Directions for this task: State only how many lines below include the word "static".

Recorded data:
+--
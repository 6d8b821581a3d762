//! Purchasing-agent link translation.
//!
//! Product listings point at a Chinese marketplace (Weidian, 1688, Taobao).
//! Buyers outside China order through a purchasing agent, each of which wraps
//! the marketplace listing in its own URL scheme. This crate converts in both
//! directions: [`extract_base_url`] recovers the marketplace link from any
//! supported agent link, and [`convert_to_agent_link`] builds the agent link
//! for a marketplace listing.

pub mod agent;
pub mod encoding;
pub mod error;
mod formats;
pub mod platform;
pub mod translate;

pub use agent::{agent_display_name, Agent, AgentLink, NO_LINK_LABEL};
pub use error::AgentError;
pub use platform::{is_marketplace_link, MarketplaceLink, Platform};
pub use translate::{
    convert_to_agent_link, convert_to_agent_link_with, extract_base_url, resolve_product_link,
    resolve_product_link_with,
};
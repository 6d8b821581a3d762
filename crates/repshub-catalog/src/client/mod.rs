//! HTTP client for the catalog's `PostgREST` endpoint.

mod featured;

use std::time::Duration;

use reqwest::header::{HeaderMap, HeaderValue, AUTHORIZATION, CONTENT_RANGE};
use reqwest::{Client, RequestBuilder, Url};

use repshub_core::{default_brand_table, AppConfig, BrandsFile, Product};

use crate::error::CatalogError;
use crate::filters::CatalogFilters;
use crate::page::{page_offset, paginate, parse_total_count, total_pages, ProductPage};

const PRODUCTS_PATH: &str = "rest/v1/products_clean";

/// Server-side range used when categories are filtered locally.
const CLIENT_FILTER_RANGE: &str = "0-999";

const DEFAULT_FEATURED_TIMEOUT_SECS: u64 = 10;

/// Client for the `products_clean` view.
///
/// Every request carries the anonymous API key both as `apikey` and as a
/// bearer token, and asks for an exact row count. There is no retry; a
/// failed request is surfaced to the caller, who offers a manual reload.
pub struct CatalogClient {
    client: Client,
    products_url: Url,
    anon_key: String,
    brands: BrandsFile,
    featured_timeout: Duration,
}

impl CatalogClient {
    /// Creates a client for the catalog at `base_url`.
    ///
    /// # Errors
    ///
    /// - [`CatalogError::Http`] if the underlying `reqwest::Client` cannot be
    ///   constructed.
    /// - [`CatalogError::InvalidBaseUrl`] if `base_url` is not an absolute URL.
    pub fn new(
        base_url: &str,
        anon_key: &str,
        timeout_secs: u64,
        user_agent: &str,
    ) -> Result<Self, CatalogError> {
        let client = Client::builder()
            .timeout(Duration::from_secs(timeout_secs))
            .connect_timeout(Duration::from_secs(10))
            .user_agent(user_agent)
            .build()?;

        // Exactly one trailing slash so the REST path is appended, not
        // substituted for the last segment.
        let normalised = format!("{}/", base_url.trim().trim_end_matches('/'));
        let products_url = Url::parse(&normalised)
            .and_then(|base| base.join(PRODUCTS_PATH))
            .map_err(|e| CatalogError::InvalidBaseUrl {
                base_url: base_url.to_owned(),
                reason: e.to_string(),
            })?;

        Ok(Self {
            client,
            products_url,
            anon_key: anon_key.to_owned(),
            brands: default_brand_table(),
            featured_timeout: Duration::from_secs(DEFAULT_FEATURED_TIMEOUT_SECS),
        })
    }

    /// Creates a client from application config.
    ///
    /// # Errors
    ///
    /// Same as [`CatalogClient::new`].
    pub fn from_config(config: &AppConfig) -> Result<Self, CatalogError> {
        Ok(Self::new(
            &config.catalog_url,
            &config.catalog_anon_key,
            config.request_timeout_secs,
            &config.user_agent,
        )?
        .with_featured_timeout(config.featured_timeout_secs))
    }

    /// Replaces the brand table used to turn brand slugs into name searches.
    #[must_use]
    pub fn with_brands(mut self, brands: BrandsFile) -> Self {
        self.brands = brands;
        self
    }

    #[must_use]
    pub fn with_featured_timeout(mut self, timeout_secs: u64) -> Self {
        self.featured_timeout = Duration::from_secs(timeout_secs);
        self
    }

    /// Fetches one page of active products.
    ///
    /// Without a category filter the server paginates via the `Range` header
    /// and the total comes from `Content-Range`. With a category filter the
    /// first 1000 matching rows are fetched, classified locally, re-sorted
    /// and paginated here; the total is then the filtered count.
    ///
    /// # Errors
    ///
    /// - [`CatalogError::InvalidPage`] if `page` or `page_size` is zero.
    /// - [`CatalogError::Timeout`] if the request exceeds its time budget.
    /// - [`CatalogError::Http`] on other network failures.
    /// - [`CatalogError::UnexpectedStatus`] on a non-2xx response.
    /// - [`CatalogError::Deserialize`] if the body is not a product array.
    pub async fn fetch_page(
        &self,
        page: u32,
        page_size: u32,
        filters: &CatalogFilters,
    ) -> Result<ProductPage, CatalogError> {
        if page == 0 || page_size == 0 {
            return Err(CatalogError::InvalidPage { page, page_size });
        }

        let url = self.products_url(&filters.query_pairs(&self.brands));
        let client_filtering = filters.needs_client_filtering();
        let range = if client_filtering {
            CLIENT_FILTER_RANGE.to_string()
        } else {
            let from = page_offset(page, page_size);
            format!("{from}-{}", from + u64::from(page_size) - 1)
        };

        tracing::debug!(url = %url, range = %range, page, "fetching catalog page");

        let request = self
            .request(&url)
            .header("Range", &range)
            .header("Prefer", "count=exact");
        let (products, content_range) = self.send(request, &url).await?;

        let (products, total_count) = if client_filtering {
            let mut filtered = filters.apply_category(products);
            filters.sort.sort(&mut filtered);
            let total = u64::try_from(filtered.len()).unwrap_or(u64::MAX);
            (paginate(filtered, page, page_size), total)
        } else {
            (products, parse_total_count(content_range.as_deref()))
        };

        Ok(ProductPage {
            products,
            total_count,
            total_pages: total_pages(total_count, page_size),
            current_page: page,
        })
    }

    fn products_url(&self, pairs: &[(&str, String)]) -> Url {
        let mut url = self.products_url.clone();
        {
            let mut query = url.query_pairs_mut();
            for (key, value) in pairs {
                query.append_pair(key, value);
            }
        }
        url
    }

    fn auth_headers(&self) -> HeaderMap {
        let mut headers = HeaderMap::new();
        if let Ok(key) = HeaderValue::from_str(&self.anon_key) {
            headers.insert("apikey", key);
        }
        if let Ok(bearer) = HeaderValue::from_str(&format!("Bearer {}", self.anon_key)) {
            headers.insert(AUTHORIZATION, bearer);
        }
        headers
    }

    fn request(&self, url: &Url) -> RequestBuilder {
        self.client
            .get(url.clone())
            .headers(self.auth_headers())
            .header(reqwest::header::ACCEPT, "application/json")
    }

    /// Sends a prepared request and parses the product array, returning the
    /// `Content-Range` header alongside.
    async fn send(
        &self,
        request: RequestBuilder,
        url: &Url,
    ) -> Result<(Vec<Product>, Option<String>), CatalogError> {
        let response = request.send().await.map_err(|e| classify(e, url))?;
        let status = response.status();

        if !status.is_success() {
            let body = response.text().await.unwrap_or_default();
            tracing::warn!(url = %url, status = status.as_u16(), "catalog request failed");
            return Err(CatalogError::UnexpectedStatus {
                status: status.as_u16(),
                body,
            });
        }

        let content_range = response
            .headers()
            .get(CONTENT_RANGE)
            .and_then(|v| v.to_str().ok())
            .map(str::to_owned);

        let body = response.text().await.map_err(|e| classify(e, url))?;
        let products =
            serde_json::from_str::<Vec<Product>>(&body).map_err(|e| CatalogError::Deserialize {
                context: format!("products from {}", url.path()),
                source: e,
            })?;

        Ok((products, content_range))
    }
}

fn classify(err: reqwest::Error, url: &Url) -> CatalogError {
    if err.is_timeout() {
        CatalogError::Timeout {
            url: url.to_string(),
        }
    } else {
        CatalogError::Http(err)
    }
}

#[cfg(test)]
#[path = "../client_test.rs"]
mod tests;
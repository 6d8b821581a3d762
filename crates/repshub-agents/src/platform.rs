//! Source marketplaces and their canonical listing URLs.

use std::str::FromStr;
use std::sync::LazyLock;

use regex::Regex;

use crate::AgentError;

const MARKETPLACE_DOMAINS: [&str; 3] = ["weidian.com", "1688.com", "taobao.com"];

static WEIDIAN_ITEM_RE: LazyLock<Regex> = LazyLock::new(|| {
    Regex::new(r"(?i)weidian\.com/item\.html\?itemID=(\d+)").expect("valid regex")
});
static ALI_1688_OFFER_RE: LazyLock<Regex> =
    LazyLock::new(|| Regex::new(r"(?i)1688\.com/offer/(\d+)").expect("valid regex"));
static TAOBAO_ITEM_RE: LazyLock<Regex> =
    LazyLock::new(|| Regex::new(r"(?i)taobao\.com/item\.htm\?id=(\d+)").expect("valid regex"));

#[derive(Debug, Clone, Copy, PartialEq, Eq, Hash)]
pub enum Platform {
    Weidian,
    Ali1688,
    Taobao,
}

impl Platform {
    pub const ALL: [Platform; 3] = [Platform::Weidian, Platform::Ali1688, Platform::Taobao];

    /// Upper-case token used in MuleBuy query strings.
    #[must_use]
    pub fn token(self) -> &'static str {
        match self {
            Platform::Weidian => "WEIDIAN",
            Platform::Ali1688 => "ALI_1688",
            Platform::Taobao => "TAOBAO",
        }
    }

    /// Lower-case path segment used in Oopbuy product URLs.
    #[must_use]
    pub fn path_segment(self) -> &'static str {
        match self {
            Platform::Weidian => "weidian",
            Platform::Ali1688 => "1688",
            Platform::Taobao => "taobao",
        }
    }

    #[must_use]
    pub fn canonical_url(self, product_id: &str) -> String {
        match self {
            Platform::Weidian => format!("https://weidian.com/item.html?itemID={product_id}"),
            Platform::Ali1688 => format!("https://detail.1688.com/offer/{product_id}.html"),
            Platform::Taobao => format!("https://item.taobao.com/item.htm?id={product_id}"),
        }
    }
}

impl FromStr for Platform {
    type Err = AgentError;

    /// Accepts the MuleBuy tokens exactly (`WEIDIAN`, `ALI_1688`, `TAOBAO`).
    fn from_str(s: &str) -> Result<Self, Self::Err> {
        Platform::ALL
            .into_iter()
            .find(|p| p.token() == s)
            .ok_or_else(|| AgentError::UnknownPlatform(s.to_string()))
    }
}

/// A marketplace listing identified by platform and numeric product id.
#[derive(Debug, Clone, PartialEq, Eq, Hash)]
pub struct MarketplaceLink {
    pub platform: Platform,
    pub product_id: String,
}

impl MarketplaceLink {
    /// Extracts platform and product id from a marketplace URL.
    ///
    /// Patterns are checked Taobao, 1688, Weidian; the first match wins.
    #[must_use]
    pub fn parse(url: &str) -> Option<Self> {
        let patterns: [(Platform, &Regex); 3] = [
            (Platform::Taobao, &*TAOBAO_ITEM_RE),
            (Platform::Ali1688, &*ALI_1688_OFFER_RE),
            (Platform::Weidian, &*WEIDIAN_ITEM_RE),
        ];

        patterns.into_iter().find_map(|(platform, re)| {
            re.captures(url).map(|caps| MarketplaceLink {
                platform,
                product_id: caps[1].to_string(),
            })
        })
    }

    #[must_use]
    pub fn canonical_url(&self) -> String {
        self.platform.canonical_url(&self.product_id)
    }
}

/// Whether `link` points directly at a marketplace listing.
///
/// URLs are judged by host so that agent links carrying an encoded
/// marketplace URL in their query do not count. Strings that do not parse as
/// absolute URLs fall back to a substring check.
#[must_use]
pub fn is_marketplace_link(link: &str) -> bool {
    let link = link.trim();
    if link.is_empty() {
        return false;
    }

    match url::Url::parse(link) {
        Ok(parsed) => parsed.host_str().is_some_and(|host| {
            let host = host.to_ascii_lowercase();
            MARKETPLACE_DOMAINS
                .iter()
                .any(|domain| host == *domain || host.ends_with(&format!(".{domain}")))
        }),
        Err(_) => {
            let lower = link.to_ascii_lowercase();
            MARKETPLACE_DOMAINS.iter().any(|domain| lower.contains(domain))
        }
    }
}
+--
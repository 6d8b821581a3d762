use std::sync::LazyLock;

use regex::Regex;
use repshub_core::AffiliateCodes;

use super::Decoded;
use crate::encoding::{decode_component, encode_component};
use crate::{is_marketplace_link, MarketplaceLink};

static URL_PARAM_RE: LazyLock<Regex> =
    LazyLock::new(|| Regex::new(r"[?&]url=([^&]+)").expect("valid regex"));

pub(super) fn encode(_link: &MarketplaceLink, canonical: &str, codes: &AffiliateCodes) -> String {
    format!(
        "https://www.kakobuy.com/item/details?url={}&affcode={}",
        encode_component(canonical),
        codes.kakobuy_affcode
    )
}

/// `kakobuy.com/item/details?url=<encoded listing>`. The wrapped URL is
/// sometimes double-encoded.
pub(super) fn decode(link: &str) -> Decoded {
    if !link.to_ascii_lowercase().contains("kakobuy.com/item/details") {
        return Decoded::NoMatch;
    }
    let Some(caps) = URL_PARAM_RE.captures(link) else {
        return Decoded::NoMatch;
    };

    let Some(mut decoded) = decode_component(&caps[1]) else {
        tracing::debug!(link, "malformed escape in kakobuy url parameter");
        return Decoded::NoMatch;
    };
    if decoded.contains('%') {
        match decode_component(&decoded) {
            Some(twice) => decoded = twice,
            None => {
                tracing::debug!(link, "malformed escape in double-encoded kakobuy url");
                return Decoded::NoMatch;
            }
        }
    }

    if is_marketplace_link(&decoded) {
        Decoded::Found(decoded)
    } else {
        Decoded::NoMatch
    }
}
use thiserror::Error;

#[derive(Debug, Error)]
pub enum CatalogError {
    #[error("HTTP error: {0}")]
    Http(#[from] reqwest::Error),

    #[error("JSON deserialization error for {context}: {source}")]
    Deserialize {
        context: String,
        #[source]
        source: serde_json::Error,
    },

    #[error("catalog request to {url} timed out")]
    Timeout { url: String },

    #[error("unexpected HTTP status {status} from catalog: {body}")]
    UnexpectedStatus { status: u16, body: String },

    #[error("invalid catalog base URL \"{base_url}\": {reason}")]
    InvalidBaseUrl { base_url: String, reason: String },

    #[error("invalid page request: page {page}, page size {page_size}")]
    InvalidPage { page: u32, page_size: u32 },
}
+--
Answer section: 6